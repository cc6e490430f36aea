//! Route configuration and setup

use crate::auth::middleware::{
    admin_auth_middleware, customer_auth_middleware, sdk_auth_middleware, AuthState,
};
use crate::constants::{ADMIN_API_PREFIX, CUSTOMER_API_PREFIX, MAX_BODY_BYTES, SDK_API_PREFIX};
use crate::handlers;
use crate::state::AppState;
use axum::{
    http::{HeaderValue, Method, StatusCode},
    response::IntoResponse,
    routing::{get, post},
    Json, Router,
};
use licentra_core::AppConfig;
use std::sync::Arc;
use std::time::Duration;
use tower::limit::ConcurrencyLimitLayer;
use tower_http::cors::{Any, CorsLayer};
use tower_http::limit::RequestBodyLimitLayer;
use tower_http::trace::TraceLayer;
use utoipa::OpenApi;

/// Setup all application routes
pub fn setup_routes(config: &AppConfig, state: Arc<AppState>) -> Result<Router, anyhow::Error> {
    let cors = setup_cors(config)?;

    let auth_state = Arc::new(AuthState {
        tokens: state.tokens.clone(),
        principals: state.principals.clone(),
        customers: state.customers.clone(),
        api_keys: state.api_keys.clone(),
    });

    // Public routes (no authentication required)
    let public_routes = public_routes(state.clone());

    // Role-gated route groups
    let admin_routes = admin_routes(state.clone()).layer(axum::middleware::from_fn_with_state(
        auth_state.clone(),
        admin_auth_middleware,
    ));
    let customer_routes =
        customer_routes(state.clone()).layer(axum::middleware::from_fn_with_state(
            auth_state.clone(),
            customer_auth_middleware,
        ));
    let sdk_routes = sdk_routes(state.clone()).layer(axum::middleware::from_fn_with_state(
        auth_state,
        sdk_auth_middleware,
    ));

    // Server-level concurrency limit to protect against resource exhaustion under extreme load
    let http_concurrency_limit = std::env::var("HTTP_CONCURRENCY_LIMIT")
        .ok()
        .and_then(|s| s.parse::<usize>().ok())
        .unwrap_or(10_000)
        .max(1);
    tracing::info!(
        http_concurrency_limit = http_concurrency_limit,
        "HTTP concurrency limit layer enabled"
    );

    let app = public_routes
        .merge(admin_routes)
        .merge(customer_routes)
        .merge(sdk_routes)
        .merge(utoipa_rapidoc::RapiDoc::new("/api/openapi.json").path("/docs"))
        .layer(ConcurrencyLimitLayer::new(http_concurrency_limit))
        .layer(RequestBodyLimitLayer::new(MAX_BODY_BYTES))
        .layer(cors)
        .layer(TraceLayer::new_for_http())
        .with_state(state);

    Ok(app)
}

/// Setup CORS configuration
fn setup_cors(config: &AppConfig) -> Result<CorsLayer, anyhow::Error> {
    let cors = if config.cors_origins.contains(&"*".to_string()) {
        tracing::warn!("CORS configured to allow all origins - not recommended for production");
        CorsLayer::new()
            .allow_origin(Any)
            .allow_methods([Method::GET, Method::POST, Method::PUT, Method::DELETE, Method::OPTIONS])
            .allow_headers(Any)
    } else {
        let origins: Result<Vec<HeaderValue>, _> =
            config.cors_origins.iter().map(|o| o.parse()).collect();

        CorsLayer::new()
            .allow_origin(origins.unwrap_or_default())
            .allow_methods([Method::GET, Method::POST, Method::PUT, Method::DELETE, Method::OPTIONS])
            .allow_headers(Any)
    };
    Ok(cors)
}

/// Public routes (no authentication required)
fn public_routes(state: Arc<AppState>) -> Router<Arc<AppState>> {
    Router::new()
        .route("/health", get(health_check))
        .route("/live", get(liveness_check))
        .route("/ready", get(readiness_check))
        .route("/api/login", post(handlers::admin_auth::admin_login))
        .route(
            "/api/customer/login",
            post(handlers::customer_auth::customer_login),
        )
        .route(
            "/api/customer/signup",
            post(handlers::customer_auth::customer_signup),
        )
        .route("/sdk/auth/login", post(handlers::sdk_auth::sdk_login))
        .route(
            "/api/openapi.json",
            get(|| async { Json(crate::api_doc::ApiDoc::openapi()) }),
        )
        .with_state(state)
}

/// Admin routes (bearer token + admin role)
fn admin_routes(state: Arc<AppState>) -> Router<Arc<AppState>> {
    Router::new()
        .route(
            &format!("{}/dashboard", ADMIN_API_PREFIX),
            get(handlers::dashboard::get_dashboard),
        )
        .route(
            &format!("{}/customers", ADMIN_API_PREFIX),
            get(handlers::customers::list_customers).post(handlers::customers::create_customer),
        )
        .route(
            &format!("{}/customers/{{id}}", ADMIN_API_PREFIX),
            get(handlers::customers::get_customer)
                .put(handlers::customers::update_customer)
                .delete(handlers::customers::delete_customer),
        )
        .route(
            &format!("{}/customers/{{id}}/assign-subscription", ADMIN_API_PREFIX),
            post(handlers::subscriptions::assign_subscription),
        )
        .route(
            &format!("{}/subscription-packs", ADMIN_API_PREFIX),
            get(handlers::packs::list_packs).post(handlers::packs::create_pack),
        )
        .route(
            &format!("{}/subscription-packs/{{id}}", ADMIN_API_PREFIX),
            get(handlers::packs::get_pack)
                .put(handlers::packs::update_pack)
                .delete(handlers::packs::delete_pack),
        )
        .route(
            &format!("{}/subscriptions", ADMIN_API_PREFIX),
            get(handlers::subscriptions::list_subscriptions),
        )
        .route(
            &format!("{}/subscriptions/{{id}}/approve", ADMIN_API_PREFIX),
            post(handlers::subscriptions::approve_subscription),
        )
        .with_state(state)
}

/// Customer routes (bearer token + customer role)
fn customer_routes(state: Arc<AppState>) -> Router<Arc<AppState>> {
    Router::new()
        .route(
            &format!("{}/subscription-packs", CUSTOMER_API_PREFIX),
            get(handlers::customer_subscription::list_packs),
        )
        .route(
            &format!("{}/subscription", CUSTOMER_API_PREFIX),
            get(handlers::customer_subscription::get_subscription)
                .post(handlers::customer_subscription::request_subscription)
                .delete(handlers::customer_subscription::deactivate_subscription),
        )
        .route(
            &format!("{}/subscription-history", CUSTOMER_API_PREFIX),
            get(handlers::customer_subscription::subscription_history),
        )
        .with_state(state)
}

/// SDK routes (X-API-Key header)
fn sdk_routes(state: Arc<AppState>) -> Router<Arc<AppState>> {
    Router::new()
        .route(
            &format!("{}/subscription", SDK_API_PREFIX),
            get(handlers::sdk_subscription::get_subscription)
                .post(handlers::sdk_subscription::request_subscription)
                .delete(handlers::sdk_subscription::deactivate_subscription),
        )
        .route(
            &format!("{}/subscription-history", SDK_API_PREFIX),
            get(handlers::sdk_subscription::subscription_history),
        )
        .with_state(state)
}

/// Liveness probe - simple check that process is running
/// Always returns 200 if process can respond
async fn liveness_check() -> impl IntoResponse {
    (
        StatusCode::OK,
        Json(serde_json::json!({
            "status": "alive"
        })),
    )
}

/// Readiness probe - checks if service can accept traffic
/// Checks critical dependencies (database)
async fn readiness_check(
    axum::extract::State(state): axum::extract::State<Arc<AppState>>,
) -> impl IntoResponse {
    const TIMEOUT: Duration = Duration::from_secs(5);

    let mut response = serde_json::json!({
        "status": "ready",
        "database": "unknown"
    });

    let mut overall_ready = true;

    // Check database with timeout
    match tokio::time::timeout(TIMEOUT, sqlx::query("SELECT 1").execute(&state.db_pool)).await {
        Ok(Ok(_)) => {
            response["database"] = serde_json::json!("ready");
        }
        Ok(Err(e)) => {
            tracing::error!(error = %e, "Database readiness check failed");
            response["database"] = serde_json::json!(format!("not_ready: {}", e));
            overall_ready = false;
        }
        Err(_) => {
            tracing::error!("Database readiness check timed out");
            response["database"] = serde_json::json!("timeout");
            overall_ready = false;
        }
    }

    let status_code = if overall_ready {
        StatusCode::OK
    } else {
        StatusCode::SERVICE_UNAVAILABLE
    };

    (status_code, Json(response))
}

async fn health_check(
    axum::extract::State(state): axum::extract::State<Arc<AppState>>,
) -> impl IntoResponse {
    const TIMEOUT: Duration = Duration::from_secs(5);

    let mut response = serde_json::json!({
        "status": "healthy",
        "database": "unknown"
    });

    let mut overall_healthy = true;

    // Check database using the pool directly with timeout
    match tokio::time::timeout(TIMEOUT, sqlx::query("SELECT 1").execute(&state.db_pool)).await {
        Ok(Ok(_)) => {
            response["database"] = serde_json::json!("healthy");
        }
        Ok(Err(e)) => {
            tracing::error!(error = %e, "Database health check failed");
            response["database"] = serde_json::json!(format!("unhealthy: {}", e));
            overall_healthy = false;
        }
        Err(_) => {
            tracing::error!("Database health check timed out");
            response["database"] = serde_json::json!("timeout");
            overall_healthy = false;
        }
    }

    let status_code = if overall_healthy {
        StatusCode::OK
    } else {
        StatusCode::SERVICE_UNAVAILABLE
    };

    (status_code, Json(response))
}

= = = = =

■ Required work
Restate exactly the records above from their first line through the line that holds "use crate::handlers;", please, including both and leaving out all others.

■ Your response
repository cc6e490430f36aea
//! Route configuration and setup

use crate::auth::middleware::{
    admin_auth_middleware, customer_auth_middleware, sdk_auth_middleware, AuthState,
};
use crate::constants::{ADMIN_API_PREFIX, CUSTOMER_API_PREFIX, MAX_BODY_BYTES, SDK_API_PREFIX};
use crate::handlers;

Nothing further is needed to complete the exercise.